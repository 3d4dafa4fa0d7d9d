// SPDX-FileCopyrightText: 2026 Bruno Meilick
// SPDX-License-Identifier: LicenseRef-Mindweave-FreeUse-NoCopy-NoDerivatives
//
// All rights reserved.
//
// This file is part of Mindweave and is proprietary software.
// Unauthorized copying, modification, or distribution is prohibited.

//! Edit operations on a document snapshot.
//!
//! Every operation is pure: it reads a [`Snapshot`] and returns a new one, leaving the input
//! untouched. Edits that make no sense for the current document come back as
//! [`EditRejected`]; callers treat a rejection as "nothing happened".
//!
//! [`apply`] runs a [`GraphOp`] and reports which nodes and connections changed, so command
//! layers can drive edits as data.

use std::collections::HashMap;
use std::fmt;

use crate::model::{
    Connection, ConnectionId, ConnectionPatch, Node, NodeId, NodePatch, Point, Snapshot, Style,
};

mod clipboard;
mod hierarchy;
mod index;

pub use clipboard::{copy_nodes, paste, Clipboard, PASTE_OFFSET};
pub use hierarchy::{
    auto_layout, descendants, neighbor, path_to_root, reorder_sibling, Direction,
    LayoutSpacing, SiblingMove,
};
pub use index::GraphIndex;

/// Horizontal offset used when a child is created without an explicit position.
pub const PARENT_OFFSET_X: f64 = 200.0;

/// Radial placement of new children around their parent.
#[derive(Debug, Clone, Copy, PartialEq)]
pub struct ChildPlacement {
    pub distance: f64,
    pub angle_step_deg: f64,
}

impl Default for ChildPlacement {
    fn default() -> Self {
        Self {
            distance: 150.0,
            angle_step_deg: 45.0,
        }
    }
}

#[derive(Debug, Clone, PartialEq)]
pub enum GraphOp {
    AddNode {
        parent_id: Option<NodeId>,
        text: String,
        position: Option<Point>,
    },
    AddChildNode {
        parent_id: NodeId,
        text: String,
        placement: ChildPlacement,
    },
    UpdateNode {
        node_id: NodeId,
        patch: NodePatch,
    },
    UpdateNodesStyle {
        node_ids: Vec<NodeId>,
        style: Style,
    },
    DeleteNodes {
        node_ids: Vec<NodeId>,
    },
    ToggleDetached {
        node_id: NodeId,
    },
    AddConnection {
        from: NodeId,
        to: NodeId,
    },
    UpdateConnection {
        connection_id: ConnectionId,
        patch: ConnectionPatch,
    },
    DeleteConnection {
        connection_id: ConnectionId,
    },
    ReorderSibling {
        node_id: NodeId,
        direction: SiblingMove,
    },
    AutoLayout {
        root_id: NodeId,
        spacing: LayoutSpacing,
    },
    Paste {
        clipboard: Clipboard,
        offset: Point,
    },
    /// Swap in a whole document, e.g. an imported file.
    Replace {
        snapshot: Snapshot,
    },
}

#[derive(Debug, Clone, PartialEq)]
pub struct Applied {
    pub snapshot: Snapshot,
    /// Nodes created by the op, in creation order (the new selection).
    pub created: Vec<NodeId>,
    pub delta: EditDelta,
}

/// Which objects differ between the snapshots before and after an edit. Ids are sorted.
#[derive(Debug, Clone, PartialEq, Eq, Default)]
pub struct EditDelta {
    pub added_nodes: Vec<NodeId>,
    pub removed_nodes: Vec<NodeId>,
    pub updated_nodes: Vec<NodeId>,
    pub added_connections: Vec<ConnectionId>,
    pub removed_connections: Vec<ConnectionId>,
    pub updated_connections: Vec<ConnectionId>,
}

impl EditDelta {
    pub fn between(before: &Snapshot, after: &Snapshot) -> Self {
        let (added_nodes, removed_nodes, updated_nodes) =
            diff_by_id(&before.nodes, &after.nodes, |node: &Node| &node.id);
        let (added_connections, removed_connections, updated_connections) = diff_by_id(
            &before.connections,
            &after.connections,
            |conn: &Connection| &conn.id,
        );

        Self {
            added_nodes,
            removed_nodes,
            updated_nodes,
            added_connections,
            removed_connections,
            updated_connections,
        }
    }

    pub fn is_empty(&self) -> bool {
        self.added_nodes.is_empty()
            && self.removed_nodes.is_empty()
            && self.updated_nodes.is_empty()
            && self.added_connections.is_empty()
            && self.removed_connections.is_empty()
            && self.updated_connections.is_empty()
    }
}

type Diff<I> = (Vec<I>, Vec<I>, Vec<I>);

fn diff_by_id<T, I>(before: &[T], after: &[T], id_of: impl Fn(&T) -> &I) -> Diff<I>
where
    T: PartialEq,
    I: Clone + Ord + AsRef<str>,
{
    let old = before
        .iter()
        .map(|item| (id_of(item).as_ref(), item))
        .collect::<HashMap<_, _>>();
    let new = after
        .iter()
        .map(|item| (id_of(item).as_ref(), item))
        .collect::<HashMap<_, _>>();

    let mut added = Vec::new();
    let mut updated = Vec::new();
    for item in after {
        let id = id_of(item);
        match old.get(id.as_ref()) {
            None => added.push(id.clone()),
            Some(previous) if *previous != item => updated.push(id.clone()),
            Some(_) => {}
        }
    }
    let mut removed = Vec::new();
    for item in before {
        let id = id_of(item);
        if !new.contains_key(id.as_ref()) {
            removed.push(id.clone());
        }
    }

    added.sort();
    removed.sort();
    updated.sort();
    (added, removed, updated)
}

/// Runs one op against `snapshot`.
pub fn apply(snapshot: &Snapshot, op: &GraphOp) -> Result<Applied, EditRejected> {
    let (next, created) = match op {
        GraphOp::AddNode {
            parent_id,
            text,
            position,
        } => {
            let (next, node_id) = add_node(snapshot, parent_id.as_ref(), text.clone(), *position)?;
            (next, vec![node_id])
        }
        GraphOp::AddChildNode {
            parent_id,
            text,
            placement,
        } => {
            let (next, node_id) = add_child_node(snapshot, parent_id, text.clone(), *placement)?;
            (next, vec![node_id])
        }
        GraphOp::UpdateNode { node_id, patch } => (update_node(snapshot, node_id, patch)?, vec![]),
        GraphOp::UpdateNodesStyle { node_ids, style } => {
            (update_nodes_style(snapshot, node_ids, style)?, vec![])
        }
        GraphOp::DeleteNodes { node_ids } => (delete_selected(snapshot, node_ids)?, vec![]),
        GraphOp::ToggleDetached { node_id } => (toggle_detached(snapshot, node_id)?, vec![]),
        GraphOp::AddConnection { from, to } => {
            let (next, _) = add_connection(snapshot, from, to)?;
            (next, vec![])
        }
        GraphOp::UpdateConnection {
            connection_id,
            patch,
        } => (update_connection(snapshot, connection_id, patch)?, vec![]),
        GraphOp::DeleteConnection { connection_id } => {
            (delete_connection(snapshot, connection_id)?, vec![])
        }
        GraphOp::ReorderSibling { node_id, direction } => {
            (reorder_sibling(snapshot, node_id, *direction)?, vec![])
        }
        GraphOp::AutoLayout { root_id, spacing } => {
            (auto_layout(snapshot, root_id, *spacing)?, vec![])
        }
        GraphOp::Paste { clipboard, offset } => paste(snapshot, clipboard, *offset)?,
        GraphOp::Replace { snapshot: next } => {
            if next.is_empty() {
                return Err(EditRejected::EmptySelection);
            }
            (next.clone(), vec![])
        }
    };

    let delta = EditDelta::between(snapshot, &next);
    Ok(Applied {
        snapshot: next,
        created,
        delta,
    })
}

#[derive(Debug, Clone, PartialEq, Eq)]
pub enum EditRejected {
    SoleRoot { node_id: NodeId },
    SelfLoop { node_id: NodeId },
    DuplicateConnection { from: NodeId, to: NodeId },
    UnknownNode { node_id: NodeId },
    UnknownConnection { connection_id: ConnectionId },
    EmptySelection,
    ParentCycle { node_id: NodeId, parent_id: NodeId },
    AtSiblingBoundary { node_id: NodeId },
}

impl fmt::Display for EditRejected {
    fn fmt(&self, f: &mut fmt::Formatter<'_>) -> fmt::Result {
        match self {
            Self::SoleRoot { node_id } => write!(f, "the root node cannot be deleted (id={node_id})"),
            Self::SelfLoop { node_id } => {
                write!(f, "a node cannot be connected to itself (id={node_id})")
            }
            Self::DuplicateConnection { from, to } => {
                write!(f, "nodes are already connected (from={from}, to={to})")
            }
            Self::UnknownNode { node_id } => write!(f, "node not found (id={node_id})"),
            Self::UnknownConnection { connection_id } => {
                write!(f, "connection not found (id={connection_id})")
            }
            Self::EmptySelection => f.write_str("nothing to act on"),
            Self::ParentCycle { node_id, parent_id } => {
                write!(f, "node {node_id} cannot be placed under its own subtree ({parent_id})")
            }
            Self::AtSiblingBoundary { node_id } => {
                write!(f, "node cannot move further among its siblings (id={node_id})")
            }
        }
    }
}

impl std::error::Error for EditRejected {}

fn unknown_node(node_id: &NodeId) -> EditRejected {
    EditRejected::UnknownNode {
        node_id: node_id.clone(),
    }
}

// Single-snapshot node and connection edits.
include!("ops_impl.rs");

+---+

Report every line in the listing that holds the word "PartialEq".

_RESULT_
#[derive(Debug, Clone, Copy, PartialEq)]
#[derive(Debug, Clone, PartialEq)]
#[derive(Debug, Clone, PartialEq)]
#[derive(Debug, Clone, PartialEq, Eq, Default)]
    T: PartialEq,
#[derive(Debug, Clone, PartialEq, Eq)]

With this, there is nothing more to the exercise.